[Collected data entries]
>>>
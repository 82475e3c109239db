//! Durable account records.
//!
//! `AccountStore` is the contract the flows program against; `PgAccountStore`
//! backs it with Postgres. Uniqueness of username and email is enforced by
//! the store's unique constraints, not by the flows: their lookups before a
//! write are advisory fast-fail checks only, and concurrent writers are
//! decided here.

use async_trait::async_trait;
use chrono::{DateTime, Utc};
use serde::Serialize;
use sqlx::{PgPool, Row};
use thiserror::Error;
use tracing::{info_span, Instrument};
use uuid::Uuid;

#[derive(Debug, Error)]
pub enum StoreError {
    #[error("{0}")]
    Conflict(String),

    #[error(transparent)]
    Database(#[from] sqlx::Error),
}

#[derive(Debug, Clone, Copy, PartialEq, Eq, Serialize)]
pub enum Role {
    User,
    Admin,
    Moderator,
}

impl Role {
    #[must_use]
    pub const fn as_str(self) -> &'static str {
        match self {
            Self::User => "User",
            Self::Admin => "Admin",
            Self::Moderator => "Moderator",
        }
    }

    // The role column carries a CHECK constraint, anything else is legacy data.
    fn from_db(value: &str) -> Self {
        match value {
            "Admin" => Self::Admin,
            "Moderator" => Self::Moderator,
            _ => Self::User,
        }
    }
}

/// A stored account. The password hash is only populated by
/// `find_credentials_by_username_or_email` and is never serialized.
#[derive(Debug, Clone, Serialize)]
#[serde(rename_all = "camelCase")]
pub struct Account {
    pub id: Uuid,
    pub username: String,
    pub email: String,
    #[serde(skip_serializing)]
    pub password: Option<String>,
    pub role: Role,
    pub is_verified: bool,
    pub created_at: DateTime<Utc>,
    pub updated_at: DateTime<Utc>,
}

/// Fields for a new account; everything else is store-assigned.
#[derive(Debug, Clone)]
pub struct NewAccount {
    pub username: String,
    pub email: String,
    pub password: String,
}

#[async_trait]
pub trait AccountStore: Send + Sync {
    /// Lookup by username or email, whichever is provided. No password hash.
    async fn find_by_username_or_email(
        &self,
        username: Option<&str>,
        email: Option<&str>,
    ) -> Result<Option<Account>, StoreError>;

    /// Same lookup, but including the password hash. Authentication only.
    async fn find_credentials_by_username_or_email(
        &self,
        username: Option<&str>,
        email: Option<&str>,
    ) -> Result<Option<Account>, StoreError>;

    async fn find_by_id(&self, id: Uuid) -> Result<Option<Account>, StoreError>;

    async fn find_by_username(&self, username: &str) -> Result<Option<Account>, StoreError>;

    async fn find_by_email(&self, email: &str) -> Result<Option<Account>, StoreError>;

    /// Insert a new, unverified account. Unique-constraint violations come
    /// back as `StoreError::Conflict`.
    async fn create(&self, fields: NewAccount) -> Result<Account, StoreError>;

    /// Persist username/email/password/role changes. A `None` password keeps
    /// the stored hash. Unique-constraint violations come back as
    /// `StoreError::Conflict`.
    async fn save(&self, account: &Account) -> Result<Account, StoreError>;

    /// Flip the verification flag, touching nothing else.
    async fn mark_verified(&self, id: Uuid) -> Result<(), StoreError>;
}

const ACCOUNT_COLUMNS: &str = "id, username, email, role, is_verified, created_at, updated_at";

pub struct PgAccountStore {
    pool: PgPool,
}

impl PgAccountStore {
    #[must_use]
    pub const fn new(pool: PgPool) -> Self {
        Self { pool }
    }
}

fn row_to_account(row: &sqlx::postgres::PgRow, with_password: bool) -> Account {
    let role: String = row.get("role");

    Account {
        id: row.get("id"),
        username: row.get("username"),
        email: row.get("email"),
        password: if with_password {
            Some(row.get("password"))
        } else {
            None
        },
        role: Role::from_db(&role),
        is_verified: row.get("is_verified"),
        created_at: row.get("created_at"),
        updated_at: row.get("updated_at"),
    }
}

fn conflict(err: sqlx::Error) -> StoreError {
    match &err {
        sqlx::Error::Database(db) if db.is_unique_violation() => {
            StoreError::Conflict("Username or Email already exists!".to_string())
        }
        _ => StoreError::Database(err),
    }
}

#[async_trait]
impl AccountStore for PgAccountStore {
    async fn find_by_username_or_email(
        &self,
        username: Option<&str>,
        email: Option<&str>,
    ) -> Result<Option<Account>, StoreError> {
        let query = format!(
            "SELECT {ACCOUNT_COLUMNS} FROM accounts WHERE username = $1 OR email = $2"
        );
        let span = info_span!(
            "db.query",
            db.system = "postgresql",
            db.operation = "SELECT",
            db.statement = %query
        );

        let row = sqlx::query(&query)
            .bind(username)
            .bind(email)
            .fetch_optional(&self.pool)
            .instrument(span)
            .await?;

        Ok(row.map(|row| row_to_account(&row, false)))
    }

    async fn find_credentials_by_username_or_email(
        &self,
        username: Option<&str>,
        email: Option<&str>,
    ) -> Result<Option<Account>, StoreError> {
        let query = format!(
            "SELECT {ACCOUNT_COLUMNS}, password FROM accounts WHERE username = $1 OR email = $2"
        );
        let span = info_span!(
            "db.query",
            db.system = "postgresql",
            db.operation = "SELECT",
            db.statement = %query
        );

        let row = sqlx::query(&query)
            .bind(username)
            .bind(email)
            .fetch_optional(&self.pool)
            .instrument(span)
            .await?;

        Ok(row.map(|row| row_to_account(&row, true)))
    }

    async fn find_by_id(&self, id: Uuid) -> Result<Option<Account>, StoreError> {
        let query = format!("SELECT {ACCOUNT_COLUMNS} FROM accounts WHERE id = $1");
        let span = info_span!(
            "db.query",
            db.system = "postgresql",
            db.operation = "SELECT",
            db.statement = %query
        );

        let row = sqlx::query(&query)
            .bind(id)
            .fetch_optional(&self.pool)
            .instrument(span)
            .await?;

        Ok(row.map(|row| row_to_account(&row, false)))
    }

    async fn find_by_username(&self, username: &str) -> Result<Option<Account>, StoreError> {
        let query = format!("SELECT {ACCOUNT_COLUMNS} FROM accounts WHERE username = $1");
        let span = info_span!(
            "db.query",
            db.system = "postgresql",
            db.operation = "SELECT",
            db.statement = %query
        );

        let row = sqlx::query(&query)
            .bind(username)
            .fetch_optional(&self.pool)
            .instrument(span)
            .await?;

        Ok(row.map(|row| row_to_account(&row, false)))
    }

    async fn find_by_email(&self, email: &str) -> Result<Option<Account>, StoreError> {
        let query = format!("SELECT {ACCOUNT_COLUMNS} FROM accounts WHERE email = $1");
        let span = info_span!(
            "db.query",
            db.system = "postgresql",
            db.operation = "SELECT",
            db.statement = %query
        );

        let row = sqlx::query(&query)
            .bind(email)
            .fetch_optional(&self.pool)
            .instrument(span)
            .await?;

        Ok(row.map(|row| row_to_account(&row, false)))
    }

    async fn create(&self, fields: NewAccount) -> Result<Account, StoreError> {
        let query = format!(
            "INSERT INTO accounts (username, email, password) VALUES ($1, $2, $3) \
             RETURNING {ACCOUNT_COLUMNS}"
        );
        let span = info_span!(
            "db.query",
            db.system = "postgresql",
            db.operation = "INSERT",
            db.statement = %query
        );

        let row = sqlx::query(&query)
            .bind(&fields.username)
            .bind(&fields.email)
            .bind(&fields.password)
            .fetch_one(&self.pool)
            .instrument(span)
            .await
            .map_err(conflict)?;

        Ok(row_to_account(&row, false))
    }

    async fn save(&self, account: &Account) -> Result<Account, StoreError> {
        let query = format!(
            "UPDATE accounts SET username = $2, email = $3, \
             password = COALESCE($4, password), role = $5, is_verified = $6, \
             updated_at = now() WHERE id = $1 RETURNING {ACCOUNT_COLUMNS}"
        );
        let span = info_span!(
            "db.query",
            db.system = "postgresql",
            db.operation = "UPDATE",
            db.statement = %query
        );

        let row = sqlx::query(&query)
            .bind(account.id)
            .bind(&account.username)
            .bind(&account.email)
            .bind(account.password.as_deref())
            .bind(account.role.as_str())
            .bind(account.is_verified)
            .fetch_one(&self.pool)
            .instrument(span)
            .await
            .map_err(conflict)?;

        Ok(row_to_account(&row, false))
    }

    async fn mark_verified(&self, id: Uuid) -> Result<(), StoreError> {
        let query = "UPDATE accounts SET is_verified = TRUE, updated_at = now() WHERE id = $1";
        let span = info_span!(
            "db.query",
            db.system = "postgresql",
            db.operation = "UPDATE",
            db.statement = query
        );

        sqlx::query(query)
            .bind(id)
            .execute(&self.pool)
            .instrument(span)
            .await?;

        Ok(())
    }
}


#[cfg(test)]
mod tests {
    use super::memory::MemoryAccountStore;
    use super::*;
    use std::sync::Arc;

    fn new_account(username: &str, email: &str) -> NewAccount {
        NewAccount {
            username: username.to_string(),
            email: email.to_string(),
            password: "$2b$10$hash".to_string(),
        }
    }

    #[tokio::test]
    async fn test_create_defaults() {
        let store = MemoryAccountStore::new();

        let account = store
            .create(new_account("alice", "alice@x.com"))
            .await
            .expect("create");

        assert_eq!(account.role, Role::User);
        assert!(!account.is_verified);
        assert!(account.password.is_none());
    }

    #[tokio::test]
    async fn test_duplicate_username_conflicts() {
        let store = MemoryAccountStore::new();

        store
            .create(new_account("alice", "alice@x.com"))
            .await
            .expect("create");
        let err = store
            .create(new_account("alice", "other@x.com"))
            .await
            .unwrap_err();

        assert!(matches!(err, StoreError::Conflict(_)));
    }

    #[tokio::test]
    async fn test_duplicate_email_conflicts() {
        let store = MemoryAccountStore::new();

        store
            .create(new_account("alice", "alice@x.com"))
            .await
            .expect("create");
        let err = store
            .create(new_account("bob", "alice@x.com"))
            .await
            .unwrap_err();

        assert!(matches!(err, StoreError::Conflict(_)));
    }

    #[tokio::test]
    async fn test_credentials_lookup_is_the_only_read_with_password() {
        let store = MemoryAccountStore::new();
        store
            .create(new_account("alice", "alice@x.com"))
            .await
            .expect("create");

        let plain = store
            .find_by_username_or_email(Some("alice"), None)
            .await
            .expect("find")
            .expect("account");
        assert!(plain.password.is_none());

        let credentials = store
            .find_credentials_by_username_or_email(None, Some("alice@x.com"))
            .await
            .expect("find")
            .expect("account");
        assert_eq!(credentials.password.as_deref(), Some("$2b$10$hash"));
    }

    #[tokio::test]
    async fn test_concurrent_creates_only_one_survives() {
        let store = Arc::new(MemoryAccountStore::new());

        // Both writers race for the same username; the store constraint,
        // not the flows' advisory pre-check, decides the winner.
        let first = {
            let store = Arc::clone(&store);
            tokio::spawn(async move { store.create(new_account("alice", "alice@x.com")).await })
        };
        let second = {
            let store = Arc::clone(&store);
            tokio::spawn(async move { store.create(new_account("alice", "alice@y.com")).await })
        };

        let (first, second) = (first.await.expect("join"), second.await.expect("join"));
        assert_eq!(
            u8::from(first.is_ok()) + u8::from(second.is_ok()),
            1,
            "exactly one concurrent create must win"
        );
    }

    #[tokio::test]
    async fn test_save_keeps_password_when_none() {
        let store = MemoryAccountStore::new();
        let account = store
            .create(new_account("alice", "alice@x.com"))
            .await
            .expect("create");

        let mut updated = account.clone();
        updated.username = "alice2".to_string();
        store.save(&updated).await.expect("save");

        let credentials = store
            .find_credentials_by_username_or_email(Some("alice2"), None)
            .await
            .expect("find")
            .expect("account");
        assert_eq!(credentials.password.as_deref(), Some("$2b$10$hash"));
    }

    #[tokio::test]
    async fn test_mark_verified_touches_only_the_flag() {
        let store = MemoryAccountStore::new();
        let account = store
            .create(new_account("alice", "alice@x.com"))
            .await
            .expect("create");

        store.mark_verified(account.id).await.expect("verify");

        let stored = store
            .find_by_id(account.id)
            .await
            .expect("find")
            .expect("account");
        assert!(stored.is_verified);
        assert_eq!(stored.username, "alice");
    }

    #[test]
    fn test_password_is_never_serialized() {
        let account = Account {
            id: Uuid::new_v4(),
            username: "alice".to_string(),
            email: "alice@x.com".to_string(),
            password: Some("$2b$10$hash".to_string()),
            role: Role::User,
            is_verified: false,
            created_at: Utc::now(),
            updated_at: Utc::now(),
        };

        let json = serde_json::to_value(&account).expect("serialize");
        assert!(json.get("password").is_none());
        assert_eq!(json["role"], "User");
        assert_eq!(json["isVerified"], false);
    }
}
<<<
What is being asked: Repeat exactly the lines of the data from the first one through the line with "lookups before a", both of them included.

Finished task:
repository 82475e3c109239db
//! Durable account records.
//!
//! `AccountStore` is the contract the flows program against; `PgAccountStore`
//! backs it with Postgres. Uniqueness of username and email is enforced by
//! the store's unique constraints, not by the flows: their lookups before a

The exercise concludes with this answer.